***** RECORDS FOR THE EXERCISE *****

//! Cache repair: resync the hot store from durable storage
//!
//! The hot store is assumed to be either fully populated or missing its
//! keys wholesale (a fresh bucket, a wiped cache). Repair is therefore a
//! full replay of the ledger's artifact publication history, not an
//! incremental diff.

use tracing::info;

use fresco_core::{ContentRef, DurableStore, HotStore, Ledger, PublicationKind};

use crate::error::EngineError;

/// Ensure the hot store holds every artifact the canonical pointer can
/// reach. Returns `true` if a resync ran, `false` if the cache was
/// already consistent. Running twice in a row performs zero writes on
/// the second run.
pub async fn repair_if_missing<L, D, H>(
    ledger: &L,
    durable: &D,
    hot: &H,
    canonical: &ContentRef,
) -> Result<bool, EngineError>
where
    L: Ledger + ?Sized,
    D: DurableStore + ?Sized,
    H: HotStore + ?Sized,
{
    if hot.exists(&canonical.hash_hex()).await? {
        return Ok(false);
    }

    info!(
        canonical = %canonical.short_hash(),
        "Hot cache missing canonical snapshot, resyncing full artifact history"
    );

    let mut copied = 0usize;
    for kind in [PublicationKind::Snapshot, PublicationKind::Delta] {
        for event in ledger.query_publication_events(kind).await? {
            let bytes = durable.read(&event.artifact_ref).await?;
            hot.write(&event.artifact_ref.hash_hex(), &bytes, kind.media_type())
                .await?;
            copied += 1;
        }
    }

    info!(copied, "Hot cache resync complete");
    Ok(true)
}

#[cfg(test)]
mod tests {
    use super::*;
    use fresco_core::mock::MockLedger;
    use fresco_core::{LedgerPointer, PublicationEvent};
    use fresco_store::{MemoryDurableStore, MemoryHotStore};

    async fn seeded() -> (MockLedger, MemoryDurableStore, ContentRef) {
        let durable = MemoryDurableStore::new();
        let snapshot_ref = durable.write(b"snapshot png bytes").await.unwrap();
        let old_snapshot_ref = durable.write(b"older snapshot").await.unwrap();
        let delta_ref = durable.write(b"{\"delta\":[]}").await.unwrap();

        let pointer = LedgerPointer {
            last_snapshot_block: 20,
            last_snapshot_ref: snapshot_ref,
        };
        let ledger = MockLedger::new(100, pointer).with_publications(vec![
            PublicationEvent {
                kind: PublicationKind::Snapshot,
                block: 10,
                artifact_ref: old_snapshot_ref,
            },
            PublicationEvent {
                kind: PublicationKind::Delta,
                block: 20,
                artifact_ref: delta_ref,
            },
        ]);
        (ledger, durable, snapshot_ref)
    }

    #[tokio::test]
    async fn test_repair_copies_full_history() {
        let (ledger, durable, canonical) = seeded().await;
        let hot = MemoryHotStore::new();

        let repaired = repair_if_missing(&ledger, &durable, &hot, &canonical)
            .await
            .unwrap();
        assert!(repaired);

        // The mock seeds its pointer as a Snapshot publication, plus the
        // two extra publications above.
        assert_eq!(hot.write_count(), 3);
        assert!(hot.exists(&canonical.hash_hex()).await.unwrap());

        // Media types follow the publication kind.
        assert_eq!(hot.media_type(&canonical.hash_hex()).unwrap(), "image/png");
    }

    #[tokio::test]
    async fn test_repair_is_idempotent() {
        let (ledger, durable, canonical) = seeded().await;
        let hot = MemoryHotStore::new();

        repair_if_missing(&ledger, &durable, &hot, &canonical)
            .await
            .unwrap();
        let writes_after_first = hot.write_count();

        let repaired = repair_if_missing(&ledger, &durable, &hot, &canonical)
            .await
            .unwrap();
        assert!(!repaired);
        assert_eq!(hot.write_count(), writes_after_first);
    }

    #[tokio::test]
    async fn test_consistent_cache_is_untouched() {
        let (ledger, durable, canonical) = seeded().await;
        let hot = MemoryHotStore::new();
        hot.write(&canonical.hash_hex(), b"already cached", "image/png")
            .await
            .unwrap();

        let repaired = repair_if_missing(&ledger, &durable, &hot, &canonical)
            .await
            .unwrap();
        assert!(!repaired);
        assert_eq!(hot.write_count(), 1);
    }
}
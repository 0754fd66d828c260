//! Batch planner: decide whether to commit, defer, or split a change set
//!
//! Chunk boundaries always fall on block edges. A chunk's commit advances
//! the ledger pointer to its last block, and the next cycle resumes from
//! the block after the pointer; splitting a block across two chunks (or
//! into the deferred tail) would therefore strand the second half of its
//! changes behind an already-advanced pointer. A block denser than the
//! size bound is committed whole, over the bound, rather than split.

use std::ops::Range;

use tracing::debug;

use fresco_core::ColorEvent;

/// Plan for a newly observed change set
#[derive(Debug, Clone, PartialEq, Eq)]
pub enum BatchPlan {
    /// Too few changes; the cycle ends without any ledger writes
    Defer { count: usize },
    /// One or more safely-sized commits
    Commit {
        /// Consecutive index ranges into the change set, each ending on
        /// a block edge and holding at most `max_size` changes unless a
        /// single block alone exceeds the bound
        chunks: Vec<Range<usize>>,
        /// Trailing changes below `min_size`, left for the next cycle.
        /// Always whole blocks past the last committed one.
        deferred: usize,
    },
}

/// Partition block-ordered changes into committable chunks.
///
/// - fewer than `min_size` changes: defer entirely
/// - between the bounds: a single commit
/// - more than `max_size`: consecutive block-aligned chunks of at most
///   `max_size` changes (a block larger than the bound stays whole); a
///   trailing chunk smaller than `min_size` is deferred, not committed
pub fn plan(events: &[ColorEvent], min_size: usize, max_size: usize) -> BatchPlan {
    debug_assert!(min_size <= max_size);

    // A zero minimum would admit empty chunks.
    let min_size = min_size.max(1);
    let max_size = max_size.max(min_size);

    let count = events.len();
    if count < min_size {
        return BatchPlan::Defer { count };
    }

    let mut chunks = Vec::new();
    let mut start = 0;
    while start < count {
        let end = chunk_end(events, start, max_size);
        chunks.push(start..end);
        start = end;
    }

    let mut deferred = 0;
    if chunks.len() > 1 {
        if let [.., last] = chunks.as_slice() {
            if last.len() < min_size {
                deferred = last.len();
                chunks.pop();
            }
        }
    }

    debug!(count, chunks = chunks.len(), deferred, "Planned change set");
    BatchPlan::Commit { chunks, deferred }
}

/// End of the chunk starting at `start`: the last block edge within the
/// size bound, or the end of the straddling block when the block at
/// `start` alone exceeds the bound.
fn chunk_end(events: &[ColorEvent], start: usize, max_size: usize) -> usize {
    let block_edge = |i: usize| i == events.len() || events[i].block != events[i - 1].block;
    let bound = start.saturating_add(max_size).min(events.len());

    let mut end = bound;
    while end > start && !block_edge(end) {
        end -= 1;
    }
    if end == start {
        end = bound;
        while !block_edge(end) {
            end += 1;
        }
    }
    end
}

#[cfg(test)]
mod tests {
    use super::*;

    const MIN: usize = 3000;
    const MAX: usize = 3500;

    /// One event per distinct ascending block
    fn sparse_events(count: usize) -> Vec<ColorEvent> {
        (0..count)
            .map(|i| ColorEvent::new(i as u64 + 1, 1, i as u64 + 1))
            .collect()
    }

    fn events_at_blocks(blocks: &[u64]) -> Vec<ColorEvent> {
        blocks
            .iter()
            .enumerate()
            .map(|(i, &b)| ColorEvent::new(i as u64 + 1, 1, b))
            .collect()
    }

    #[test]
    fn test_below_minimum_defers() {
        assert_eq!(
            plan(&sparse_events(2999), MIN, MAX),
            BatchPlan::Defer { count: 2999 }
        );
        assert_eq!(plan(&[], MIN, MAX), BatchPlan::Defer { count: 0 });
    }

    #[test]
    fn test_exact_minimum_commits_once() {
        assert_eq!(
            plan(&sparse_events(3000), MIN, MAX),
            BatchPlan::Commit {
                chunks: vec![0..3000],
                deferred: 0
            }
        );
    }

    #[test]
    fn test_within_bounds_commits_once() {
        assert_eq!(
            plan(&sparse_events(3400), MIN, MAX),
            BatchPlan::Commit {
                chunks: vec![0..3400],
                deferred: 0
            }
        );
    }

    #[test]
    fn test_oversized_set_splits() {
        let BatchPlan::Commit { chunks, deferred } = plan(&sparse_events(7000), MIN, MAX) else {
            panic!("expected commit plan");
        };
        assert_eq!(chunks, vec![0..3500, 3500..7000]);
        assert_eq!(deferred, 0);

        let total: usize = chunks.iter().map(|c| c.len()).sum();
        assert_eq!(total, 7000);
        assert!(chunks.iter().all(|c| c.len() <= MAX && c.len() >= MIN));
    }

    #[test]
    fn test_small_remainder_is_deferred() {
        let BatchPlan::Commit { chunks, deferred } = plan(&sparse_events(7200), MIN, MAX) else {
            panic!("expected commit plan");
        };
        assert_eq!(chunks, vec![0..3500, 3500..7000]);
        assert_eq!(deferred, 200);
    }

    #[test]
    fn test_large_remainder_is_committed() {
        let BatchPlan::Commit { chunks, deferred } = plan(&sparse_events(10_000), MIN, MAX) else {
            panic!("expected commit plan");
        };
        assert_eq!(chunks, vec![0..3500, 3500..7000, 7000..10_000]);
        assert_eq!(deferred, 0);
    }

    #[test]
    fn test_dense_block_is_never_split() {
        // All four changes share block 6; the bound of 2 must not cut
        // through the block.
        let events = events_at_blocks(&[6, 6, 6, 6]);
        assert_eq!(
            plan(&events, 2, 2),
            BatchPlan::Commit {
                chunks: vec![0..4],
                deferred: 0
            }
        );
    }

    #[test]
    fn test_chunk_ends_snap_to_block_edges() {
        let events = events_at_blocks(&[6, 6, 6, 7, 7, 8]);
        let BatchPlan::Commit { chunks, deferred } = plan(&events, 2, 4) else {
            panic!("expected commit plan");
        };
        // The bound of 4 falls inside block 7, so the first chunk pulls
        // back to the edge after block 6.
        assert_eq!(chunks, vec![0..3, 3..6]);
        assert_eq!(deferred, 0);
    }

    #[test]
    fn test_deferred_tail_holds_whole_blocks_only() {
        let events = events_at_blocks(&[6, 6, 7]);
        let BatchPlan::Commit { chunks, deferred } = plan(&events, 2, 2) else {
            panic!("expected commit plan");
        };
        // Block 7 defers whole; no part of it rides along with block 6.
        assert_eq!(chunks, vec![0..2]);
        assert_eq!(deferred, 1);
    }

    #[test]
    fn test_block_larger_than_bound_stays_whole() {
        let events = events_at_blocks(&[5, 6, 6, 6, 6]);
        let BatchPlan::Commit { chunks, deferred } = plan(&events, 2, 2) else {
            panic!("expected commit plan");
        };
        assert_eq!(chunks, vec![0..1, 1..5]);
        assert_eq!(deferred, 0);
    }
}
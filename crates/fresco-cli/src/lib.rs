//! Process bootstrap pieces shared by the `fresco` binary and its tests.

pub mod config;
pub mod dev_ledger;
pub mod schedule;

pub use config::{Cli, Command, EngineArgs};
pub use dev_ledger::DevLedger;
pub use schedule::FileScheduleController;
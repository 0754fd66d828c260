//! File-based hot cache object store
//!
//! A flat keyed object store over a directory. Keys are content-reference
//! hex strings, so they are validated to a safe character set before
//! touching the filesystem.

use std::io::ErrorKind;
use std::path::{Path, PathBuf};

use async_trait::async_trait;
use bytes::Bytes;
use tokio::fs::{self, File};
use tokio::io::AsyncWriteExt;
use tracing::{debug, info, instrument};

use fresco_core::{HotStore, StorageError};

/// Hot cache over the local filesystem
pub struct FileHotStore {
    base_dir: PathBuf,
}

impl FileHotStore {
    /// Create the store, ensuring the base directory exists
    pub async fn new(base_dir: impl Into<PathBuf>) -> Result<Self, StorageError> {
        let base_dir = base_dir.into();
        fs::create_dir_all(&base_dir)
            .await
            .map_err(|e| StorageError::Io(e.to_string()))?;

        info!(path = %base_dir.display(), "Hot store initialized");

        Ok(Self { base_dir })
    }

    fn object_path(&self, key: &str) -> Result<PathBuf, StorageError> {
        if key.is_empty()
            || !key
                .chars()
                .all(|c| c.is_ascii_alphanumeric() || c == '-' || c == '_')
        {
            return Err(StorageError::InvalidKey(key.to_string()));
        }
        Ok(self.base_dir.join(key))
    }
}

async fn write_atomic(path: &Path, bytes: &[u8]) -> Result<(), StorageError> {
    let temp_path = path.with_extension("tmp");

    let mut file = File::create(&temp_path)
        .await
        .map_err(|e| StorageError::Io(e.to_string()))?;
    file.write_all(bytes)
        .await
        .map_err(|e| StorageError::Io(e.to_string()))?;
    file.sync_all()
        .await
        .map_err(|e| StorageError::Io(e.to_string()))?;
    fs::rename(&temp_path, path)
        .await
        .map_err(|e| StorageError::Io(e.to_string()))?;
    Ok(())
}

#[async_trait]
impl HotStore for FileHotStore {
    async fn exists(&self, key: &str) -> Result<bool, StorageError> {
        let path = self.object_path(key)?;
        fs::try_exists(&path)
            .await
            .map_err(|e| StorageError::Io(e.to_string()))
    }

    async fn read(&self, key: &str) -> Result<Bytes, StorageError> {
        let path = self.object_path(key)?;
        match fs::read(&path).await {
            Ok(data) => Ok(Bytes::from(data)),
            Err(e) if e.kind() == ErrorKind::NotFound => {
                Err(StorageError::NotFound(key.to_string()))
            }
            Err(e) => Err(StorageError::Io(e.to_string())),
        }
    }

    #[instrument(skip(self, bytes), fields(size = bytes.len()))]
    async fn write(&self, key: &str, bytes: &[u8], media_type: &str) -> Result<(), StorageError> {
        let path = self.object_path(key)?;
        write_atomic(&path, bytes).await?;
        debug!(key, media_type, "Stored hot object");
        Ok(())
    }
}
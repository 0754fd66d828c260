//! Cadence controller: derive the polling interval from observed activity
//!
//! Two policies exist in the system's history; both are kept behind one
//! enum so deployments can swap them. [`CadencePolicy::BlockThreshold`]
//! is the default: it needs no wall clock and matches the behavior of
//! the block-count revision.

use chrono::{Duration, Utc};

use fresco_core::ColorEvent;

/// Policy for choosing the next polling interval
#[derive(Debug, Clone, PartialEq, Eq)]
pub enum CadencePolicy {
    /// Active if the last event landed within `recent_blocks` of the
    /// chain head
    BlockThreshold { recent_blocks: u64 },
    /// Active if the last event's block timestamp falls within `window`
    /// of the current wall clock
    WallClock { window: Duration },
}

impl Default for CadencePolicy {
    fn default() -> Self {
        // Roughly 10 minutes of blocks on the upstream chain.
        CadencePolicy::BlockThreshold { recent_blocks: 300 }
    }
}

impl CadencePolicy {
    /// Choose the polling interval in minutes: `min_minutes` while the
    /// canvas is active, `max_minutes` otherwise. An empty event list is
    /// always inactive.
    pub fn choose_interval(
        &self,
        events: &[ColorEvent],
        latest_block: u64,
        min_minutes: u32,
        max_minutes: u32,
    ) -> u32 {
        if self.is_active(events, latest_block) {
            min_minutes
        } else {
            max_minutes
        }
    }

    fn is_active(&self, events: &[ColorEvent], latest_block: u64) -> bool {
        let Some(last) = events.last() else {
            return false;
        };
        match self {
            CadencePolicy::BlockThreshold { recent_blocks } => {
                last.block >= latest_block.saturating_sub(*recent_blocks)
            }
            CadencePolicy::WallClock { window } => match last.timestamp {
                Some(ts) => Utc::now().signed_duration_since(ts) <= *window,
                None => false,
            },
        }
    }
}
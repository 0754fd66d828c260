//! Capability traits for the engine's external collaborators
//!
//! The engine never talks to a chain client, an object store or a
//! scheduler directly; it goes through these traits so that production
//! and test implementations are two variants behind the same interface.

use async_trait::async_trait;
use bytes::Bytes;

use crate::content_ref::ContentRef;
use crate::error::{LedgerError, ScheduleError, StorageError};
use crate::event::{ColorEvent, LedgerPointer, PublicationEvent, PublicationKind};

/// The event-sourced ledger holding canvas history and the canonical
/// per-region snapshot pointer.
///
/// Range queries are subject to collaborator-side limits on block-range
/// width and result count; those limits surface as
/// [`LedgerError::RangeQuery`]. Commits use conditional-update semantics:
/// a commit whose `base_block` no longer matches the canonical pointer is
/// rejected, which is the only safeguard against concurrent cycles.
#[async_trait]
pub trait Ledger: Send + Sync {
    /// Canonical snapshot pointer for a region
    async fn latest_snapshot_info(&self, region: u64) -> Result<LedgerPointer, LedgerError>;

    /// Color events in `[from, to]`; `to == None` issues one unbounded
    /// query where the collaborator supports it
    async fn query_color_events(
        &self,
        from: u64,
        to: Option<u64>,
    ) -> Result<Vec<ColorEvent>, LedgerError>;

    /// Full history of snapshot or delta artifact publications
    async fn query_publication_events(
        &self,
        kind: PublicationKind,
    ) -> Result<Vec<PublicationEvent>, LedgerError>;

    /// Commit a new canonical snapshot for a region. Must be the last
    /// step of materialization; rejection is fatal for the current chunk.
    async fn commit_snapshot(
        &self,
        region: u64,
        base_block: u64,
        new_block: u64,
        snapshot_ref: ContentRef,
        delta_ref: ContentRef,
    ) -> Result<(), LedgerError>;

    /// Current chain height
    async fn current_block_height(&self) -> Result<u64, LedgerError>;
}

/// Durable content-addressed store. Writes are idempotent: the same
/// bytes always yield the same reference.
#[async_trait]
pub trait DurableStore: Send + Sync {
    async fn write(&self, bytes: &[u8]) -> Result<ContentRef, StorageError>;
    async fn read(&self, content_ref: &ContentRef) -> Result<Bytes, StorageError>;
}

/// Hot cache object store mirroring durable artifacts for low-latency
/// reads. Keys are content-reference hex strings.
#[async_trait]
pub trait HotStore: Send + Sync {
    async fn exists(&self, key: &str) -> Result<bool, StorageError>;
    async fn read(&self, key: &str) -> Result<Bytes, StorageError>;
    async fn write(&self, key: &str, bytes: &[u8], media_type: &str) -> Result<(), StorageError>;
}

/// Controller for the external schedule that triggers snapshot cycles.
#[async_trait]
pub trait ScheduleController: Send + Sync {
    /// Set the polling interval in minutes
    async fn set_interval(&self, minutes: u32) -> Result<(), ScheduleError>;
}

*****

- _YOUR INSTRUCTIONS_:
Pick every line of the data that includes the string "already".

- _RESULT OF THE TASK_:
/// already consistent. Running twice in a row performs zero writes on
        hot.write(&canonical.hash_hex(), b"already cached", "image/png")
//! changes behind an already-advanced pointer. A block denser than the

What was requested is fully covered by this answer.